◆ **Directions for this task**
One figure is wanted here: how many lines in the entries hold the word "directional".

Data extracted from a collection
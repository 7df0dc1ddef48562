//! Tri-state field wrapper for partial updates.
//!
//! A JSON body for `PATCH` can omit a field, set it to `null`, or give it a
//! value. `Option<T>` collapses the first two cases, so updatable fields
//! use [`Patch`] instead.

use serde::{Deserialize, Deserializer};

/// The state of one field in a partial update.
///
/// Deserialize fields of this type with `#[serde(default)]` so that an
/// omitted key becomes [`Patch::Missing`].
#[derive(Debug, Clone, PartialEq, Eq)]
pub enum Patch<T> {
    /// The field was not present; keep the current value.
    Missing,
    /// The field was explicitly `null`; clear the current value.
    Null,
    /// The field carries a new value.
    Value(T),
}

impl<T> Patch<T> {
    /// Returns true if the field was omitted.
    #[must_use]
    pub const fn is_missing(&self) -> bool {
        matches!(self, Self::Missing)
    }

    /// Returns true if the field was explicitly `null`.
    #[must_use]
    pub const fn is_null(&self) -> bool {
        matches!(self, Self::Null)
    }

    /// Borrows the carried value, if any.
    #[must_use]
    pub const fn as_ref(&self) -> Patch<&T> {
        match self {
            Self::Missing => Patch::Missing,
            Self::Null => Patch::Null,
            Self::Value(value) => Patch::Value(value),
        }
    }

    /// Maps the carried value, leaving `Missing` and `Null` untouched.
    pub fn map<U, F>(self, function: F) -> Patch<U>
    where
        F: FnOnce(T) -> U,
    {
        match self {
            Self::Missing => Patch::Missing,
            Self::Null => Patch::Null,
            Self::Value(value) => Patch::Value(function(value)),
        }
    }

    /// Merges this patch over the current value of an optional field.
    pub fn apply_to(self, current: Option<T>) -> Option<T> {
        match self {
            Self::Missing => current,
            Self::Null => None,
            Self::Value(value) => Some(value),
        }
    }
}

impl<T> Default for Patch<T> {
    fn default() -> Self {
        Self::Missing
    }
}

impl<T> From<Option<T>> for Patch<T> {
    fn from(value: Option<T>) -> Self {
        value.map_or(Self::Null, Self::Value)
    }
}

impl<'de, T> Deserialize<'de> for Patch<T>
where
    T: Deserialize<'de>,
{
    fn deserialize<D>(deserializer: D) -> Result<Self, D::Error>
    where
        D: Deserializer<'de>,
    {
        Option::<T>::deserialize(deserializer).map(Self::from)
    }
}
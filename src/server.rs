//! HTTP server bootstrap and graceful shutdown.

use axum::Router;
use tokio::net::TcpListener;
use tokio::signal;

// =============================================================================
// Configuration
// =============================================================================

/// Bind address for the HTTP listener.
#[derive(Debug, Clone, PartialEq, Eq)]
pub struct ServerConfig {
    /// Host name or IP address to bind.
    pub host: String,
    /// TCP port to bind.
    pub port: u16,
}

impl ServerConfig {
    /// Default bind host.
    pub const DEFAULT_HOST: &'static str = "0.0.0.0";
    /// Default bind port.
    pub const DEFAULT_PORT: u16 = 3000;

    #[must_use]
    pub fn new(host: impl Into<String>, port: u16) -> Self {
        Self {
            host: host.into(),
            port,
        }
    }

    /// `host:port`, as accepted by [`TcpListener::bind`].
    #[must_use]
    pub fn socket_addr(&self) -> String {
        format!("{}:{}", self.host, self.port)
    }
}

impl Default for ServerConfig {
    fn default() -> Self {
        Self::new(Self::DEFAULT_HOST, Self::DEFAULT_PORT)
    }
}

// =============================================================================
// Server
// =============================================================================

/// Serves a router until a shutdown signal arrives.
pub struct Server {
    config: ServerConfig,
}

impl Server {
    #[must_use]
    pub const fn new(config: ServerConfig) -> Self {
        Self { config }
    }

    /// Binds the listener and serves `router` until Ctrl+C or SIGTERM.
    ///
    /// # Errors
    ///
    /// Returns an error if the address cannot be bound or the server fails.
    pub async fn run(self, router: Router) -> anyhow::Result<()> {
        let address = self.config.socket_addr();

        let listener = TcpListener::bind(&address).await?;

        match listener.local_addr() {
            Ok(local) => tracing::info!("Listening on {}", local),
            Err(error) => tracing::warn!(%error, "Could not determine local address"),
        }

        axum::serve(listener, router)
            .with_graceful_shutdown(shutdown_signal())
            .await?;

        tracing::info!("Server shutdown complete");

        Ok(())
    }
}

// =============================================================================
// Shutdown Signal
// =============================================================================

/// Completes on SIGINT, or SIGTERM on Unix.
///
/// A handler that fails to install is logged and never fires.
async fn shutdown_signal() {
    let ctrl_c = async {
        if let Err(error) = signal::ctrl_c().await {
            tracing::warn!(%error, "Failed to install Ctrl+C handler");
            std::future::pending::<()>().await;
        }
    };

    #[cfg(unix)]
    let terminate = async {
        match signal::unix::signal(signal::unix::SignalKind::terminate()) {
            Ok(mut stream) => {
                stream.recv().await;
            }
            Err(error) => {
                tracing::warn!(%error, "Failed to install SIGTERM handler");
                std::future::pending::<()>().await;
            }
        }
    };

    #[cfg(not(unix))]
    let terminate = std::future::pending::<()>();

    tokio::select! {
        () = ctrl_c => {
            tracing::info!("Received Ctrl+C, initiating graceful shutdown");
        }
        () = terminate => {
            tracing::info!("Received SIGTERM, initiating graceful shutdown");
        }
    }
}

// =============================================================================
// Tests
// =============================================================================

...

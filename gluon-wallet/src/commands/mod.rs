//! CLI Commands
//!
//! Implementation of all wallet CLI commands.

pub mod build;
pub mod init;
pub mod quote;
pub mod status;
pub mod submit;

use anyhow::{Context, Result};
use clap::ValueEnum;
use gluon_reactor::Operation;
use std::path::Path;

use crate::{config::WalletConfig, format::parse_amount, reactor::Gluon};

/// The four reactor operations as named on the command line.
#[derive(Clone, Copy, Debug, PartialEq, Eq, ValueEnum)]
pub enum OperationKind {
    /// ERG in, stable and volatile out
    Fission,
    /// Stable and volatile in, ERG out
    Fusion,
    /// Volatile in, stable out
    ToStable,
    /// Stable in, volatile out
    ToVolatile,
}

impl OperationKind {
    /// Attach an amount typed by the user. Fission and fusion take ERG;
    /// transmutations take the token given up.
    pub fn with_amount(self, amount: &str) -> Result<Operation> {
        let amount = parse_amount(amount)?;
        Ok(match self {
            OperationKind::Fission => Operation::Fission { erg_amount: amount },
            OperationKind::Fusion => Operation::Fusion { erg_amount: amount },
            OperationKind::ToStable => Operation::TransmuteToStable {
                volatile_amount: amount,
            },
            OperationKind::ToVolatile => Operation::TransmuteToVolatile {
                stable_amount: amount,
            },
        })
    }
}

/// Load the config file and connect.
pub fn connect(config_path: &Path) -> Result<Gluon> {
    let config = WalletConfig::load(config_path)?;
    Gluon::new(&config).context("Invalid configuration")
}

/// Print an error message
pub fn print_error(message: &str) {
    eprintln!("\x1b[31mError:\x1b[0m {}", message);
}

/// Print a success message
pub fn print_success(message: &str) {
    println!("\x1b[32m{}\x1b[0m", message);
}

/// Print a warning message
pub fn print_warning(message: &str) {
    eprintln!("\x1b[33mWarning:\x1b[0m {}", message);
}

* * *

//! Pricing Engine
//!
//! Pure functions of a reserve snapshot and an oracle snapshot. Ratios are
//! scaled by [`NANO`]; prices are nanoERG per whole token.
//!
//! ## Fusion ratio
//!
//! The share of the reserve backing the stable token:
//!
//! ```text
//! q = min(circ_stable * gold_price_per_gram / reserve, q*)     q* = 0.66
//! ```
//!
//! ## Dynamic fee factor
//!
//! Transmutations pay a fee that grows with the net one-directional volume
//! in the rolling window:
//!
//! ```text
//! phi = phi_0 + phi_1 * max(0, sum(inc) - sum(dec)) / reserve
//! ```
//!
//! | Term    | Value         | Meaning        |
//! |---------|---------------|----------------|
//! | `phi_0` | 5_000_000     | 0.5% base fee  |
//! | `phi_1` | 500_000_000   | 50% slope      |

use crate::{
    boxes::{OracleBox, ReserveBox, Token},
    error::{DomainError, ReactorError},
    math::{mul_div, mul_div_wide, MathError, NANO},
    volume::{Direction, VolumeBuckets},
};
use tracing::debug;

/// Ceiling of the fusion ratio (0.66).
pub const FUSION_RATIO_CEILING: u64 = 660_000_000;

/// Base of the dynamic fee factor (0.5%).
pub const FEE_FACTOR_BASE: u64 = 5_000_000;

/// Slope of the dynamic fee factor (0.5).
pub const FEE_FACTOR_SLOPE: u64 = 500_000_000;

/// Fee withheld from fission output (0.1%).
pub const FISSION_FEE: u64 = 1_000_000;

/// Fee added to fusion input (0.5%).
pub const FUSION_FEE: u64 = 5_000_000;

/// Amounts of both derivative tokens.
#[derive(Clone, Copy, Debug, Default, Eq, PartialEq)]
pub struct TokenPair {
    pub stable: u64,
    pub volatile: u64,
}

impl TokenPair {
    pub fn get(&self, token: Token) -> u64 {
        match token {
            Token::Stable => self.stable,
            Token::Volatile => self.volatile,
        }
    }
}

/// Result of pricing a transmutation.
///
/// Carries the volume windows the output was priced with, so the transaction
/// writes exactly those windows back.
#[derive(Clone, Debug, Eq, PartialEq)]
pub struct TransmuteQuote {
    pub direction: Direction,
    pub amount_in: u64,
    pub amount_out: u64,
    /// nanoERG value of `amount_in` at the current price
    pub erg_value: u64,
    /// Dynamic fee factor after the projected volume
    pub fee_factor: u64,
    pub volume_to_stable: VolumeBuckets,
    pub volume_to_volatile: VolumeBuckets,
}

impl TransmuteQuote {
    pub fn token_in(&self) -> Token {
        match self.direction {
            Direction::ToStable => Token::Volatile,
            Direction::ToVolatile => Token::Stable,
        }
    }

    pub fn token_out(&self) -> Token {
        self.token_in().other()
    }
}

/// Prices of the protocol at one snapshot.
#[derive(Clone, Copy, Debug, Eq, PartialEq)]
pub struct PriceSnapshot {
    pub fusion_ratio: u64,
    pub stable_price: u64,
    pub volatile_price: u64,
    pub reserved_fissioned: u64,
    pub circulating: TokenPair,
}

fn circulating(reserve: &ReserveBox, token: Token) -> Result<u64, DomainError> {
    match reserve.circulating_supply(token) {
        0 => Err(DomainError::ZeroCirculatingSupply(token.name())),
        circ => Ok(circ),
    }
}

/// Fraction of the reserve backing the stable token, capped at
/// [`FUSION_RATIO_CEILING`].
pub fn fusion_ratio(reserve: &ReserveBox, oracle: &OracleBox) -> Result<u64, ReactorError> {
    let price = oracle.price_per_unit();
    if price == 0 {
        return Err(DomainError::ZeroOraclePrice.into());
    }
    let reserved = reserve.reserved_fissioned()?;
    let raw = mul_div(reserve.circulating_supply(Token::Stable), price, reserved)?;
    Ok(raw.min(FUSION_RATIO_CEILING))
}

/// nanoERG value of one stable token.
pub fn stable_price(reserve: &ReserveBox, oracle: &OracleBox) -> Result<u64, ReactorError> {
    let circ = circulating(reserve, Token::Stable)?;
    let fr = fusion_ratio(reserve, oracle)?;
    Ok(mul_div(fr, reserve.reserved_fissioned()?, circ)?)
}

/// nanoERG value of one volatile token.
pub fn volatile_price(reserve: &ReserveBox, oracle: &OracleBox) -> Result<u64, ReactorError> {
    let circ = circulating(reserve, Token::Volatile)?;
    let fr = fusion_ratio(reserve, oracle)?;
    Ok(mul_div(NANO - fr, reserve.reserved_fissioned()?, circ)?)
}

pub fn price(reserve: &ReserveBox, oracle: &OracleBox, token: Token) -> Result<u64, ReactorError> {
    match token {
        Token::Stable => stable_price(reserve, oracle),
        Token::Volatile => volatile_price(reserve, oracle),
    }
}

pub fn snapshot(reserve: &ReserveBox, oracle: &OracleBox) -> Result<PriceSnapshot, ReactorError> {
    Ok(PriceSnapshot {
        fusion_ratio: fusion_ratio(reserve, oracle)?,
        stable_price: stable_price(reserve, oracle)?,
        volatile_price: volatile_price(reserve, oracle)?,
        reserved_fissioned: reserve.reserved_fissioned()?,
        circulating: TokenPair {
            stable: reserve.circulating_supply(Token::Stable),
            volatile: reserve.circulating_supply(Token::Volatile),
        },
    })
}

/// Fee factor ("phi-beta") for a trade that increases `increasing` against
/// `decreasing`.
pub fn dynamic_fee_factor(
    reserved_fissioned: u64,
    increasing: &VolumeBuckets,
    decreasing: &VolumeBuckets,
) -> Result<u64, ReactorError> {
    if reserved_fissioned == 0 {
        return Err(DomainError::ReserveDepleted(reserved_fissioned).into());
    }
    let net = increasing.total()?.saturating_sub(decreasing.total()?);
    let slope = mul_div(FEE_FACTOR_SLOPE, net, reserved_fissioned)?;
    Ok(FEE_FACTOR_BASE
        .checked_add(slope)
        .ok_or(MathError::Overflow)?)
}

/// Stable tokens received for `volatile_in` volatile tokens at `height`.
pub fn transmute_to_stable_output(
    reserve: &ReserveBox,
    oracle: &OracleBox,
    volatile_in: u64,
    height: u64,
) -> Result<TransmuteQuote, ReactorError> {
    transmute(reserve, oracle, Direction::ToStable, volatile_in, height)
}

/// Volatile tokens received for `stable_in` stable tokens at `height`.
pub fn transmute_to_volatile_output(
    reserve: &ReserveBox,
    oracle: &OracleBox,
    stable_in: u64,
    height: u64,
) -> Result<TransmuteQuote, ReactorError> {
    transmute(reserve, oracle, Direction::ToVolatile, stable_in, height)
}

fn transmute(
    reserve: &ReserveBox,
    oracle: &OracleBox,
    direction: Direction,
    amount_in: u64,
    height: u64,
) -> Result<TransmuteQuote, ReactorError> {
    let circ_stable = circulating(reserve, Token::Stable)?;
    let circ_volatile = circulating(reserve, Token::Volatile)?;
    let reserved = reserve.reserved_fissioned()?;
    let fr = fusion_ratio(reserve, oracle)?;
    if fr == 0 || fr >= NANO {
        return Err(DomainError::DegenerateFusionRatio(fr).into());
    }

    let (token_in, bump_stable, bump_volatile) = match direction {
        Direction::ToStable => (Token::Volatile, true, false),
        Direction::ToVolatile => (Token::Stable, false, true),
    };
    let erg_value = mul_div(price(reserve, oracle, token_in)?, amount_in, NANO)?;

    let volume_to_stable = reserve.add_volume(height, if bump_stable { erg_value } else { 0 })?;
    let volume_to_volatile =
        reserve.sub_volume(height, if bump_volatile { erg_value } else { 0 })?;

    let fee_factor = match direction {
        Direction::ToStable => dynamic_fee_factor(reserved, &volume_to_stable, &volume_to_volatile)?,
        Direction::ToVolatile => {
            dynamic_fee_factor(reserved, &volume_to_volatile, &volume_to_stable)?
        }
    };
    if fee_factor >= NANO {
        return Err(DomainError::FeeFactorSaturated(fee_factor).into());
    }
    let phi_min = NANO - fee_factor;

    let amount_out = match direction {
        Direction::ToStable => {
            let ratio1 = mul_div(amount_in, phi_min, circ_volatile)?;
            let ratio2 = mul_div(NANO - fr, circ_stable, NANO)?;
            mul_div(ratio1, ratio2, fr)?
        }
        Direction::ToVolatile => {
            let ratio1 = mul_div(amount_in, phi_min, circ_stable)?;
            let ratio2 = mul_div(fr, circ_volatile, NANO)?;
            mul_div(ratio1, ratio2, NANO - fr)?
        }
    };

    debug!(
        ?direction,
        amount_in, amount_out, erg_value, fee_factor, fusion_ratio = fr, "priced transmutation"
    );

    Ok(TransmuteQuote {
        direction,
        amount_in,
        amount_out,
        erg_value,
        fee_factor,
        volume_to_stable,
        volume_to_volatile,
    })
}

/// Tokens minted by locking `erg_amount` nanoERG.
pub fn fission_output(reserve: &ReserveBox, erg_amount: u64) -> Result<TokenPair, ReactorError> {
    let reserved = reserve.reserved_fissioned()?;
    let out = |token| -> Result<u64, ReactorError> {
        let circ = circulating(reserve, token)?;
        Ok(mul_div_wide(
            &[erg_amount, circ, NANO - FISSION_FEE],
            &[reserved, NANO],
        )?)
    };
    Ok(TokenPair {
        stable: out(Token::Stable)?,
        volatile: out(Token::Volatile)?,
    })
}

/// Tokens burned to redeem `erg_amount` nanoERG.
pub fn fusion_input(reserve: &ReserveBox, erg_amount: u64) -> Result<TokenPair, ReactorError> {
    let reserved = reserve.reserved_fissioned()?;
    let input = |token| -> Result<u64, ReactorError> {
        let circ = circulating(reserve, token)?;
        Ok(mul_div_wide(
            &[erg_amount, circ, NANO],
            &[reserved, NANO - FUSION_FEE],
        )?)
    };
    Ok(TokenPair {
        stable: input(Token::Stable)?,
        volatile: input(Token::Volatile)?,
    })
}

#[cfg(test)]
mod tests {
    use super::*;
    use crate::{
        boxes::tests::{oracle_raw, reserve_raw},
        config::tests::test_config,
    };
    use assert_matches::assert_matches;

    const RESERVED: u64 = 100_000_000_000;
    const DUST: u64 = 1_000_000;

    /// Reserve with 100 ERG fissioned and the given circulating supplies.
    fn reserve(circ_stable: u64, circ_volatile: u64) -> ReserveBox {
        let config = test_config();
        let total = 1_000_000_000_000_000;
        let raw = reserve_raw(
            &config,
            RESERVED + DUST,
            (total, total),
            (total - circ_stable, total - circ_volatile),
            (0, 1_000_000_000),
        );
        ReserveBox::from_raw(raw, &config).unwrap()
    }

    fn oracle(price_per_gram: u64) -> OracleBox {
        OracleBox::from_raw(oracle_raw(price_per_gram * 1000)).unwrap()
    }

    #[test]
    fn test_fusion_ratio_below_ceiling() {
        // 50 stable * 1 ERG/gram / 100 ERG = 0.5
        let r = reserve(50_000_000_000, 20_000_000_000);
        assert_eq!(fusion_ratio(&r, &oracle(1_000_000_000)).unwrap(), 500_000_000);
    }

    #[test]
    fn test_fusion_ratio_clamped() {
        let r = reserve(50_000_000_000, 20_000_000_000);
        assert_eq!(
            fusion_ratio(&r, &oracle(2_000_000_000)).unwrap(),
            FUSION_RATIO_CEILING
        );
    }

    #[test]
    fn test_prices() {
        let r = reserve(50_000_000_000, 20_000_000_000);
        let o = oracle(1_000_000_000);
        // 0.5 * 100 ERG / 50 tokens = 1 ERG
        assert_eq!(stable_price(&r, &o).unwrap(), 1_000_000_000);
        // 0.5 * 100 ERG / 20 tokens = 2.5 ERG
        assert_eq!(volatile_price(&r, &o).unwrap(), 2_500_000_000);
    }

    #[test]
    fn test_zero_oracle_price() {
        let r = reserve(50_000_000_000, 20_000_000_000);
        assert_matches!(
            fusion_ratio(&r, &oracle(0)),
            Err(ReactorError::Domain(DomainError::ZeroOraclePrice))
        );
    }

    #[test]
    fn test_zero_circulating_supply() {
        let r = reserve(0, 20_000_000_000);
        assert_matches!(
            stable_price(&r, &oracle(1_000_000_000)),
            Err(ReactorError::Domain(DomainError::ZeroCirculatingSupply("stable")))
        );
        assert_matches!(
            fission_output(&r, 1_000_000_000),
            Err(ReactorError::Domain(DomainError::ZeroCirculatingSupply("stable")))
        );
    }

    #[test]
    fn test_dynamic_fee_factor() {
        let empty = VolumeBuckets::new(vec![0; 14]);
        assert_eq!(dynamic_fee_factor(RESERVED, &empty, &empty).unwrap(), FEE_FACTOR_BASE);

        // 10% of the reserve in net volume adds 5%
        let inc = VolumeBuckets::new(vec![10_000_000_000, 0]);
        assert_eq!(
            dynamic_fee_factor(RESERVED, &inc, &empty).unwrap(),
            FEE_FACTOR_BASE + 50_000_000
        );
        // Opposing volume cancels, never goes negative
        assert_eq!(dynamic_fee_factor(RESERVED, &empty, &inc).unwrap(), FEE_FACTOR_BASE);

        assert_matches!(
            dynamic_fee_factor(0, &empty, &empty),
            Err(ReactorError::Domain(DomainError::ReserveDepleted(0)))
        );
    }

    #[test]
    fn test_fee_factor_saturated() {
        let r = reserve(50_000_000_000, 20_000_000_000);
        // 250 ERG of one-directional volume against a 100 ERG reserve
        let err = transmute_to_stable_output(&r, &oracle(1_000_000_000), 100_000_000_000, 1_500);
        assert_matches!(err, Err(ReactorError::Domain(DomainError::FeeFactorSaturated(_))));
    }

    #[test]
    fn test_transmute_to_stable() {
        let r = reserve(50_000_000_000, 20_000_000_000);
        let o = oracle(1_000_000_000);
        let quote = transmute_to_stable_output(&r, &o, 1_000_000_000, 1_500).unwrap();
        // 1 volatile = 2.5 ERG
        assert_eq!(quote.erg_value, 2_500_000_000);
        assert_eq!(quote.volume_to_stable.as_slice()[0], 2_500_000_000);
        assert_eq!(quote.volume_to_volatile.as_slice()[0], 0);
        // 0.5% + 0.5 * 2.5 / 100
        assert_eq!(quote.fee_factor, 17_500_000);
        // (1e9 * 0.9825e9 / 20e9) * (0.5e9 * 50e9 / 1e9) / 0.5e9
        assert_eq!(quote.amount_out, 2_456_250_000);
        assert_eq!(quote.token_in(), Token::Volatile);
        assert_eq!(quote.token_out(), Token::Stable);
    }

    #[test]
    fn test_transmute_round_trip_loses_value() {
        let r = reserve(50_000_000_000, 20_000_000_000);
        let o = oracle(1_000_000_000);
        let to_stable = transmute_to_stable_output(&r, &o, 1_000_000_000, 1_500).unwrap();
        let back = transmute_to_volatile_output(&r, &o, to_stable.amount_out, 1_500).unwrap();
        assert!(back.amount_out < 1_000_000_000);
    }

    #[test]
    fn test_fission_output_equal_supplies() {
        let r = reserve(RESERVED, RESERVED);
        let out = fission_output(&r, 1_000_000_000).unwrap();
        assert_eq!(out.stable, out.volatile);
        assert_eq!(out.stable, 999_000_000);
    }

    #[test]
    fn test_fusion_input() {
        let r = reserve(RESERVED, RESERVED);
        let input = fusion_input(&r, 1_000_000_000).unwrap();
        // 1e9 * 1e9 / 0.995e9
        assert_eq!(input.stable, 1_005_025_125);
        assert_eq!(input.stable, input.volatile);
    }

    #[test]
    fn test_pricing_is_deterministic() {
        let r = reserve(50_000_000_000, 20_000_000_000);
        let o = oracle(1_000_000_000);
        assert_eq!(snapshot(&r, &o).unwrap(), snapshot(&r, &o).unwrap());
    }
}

◆ **Exercise response**
2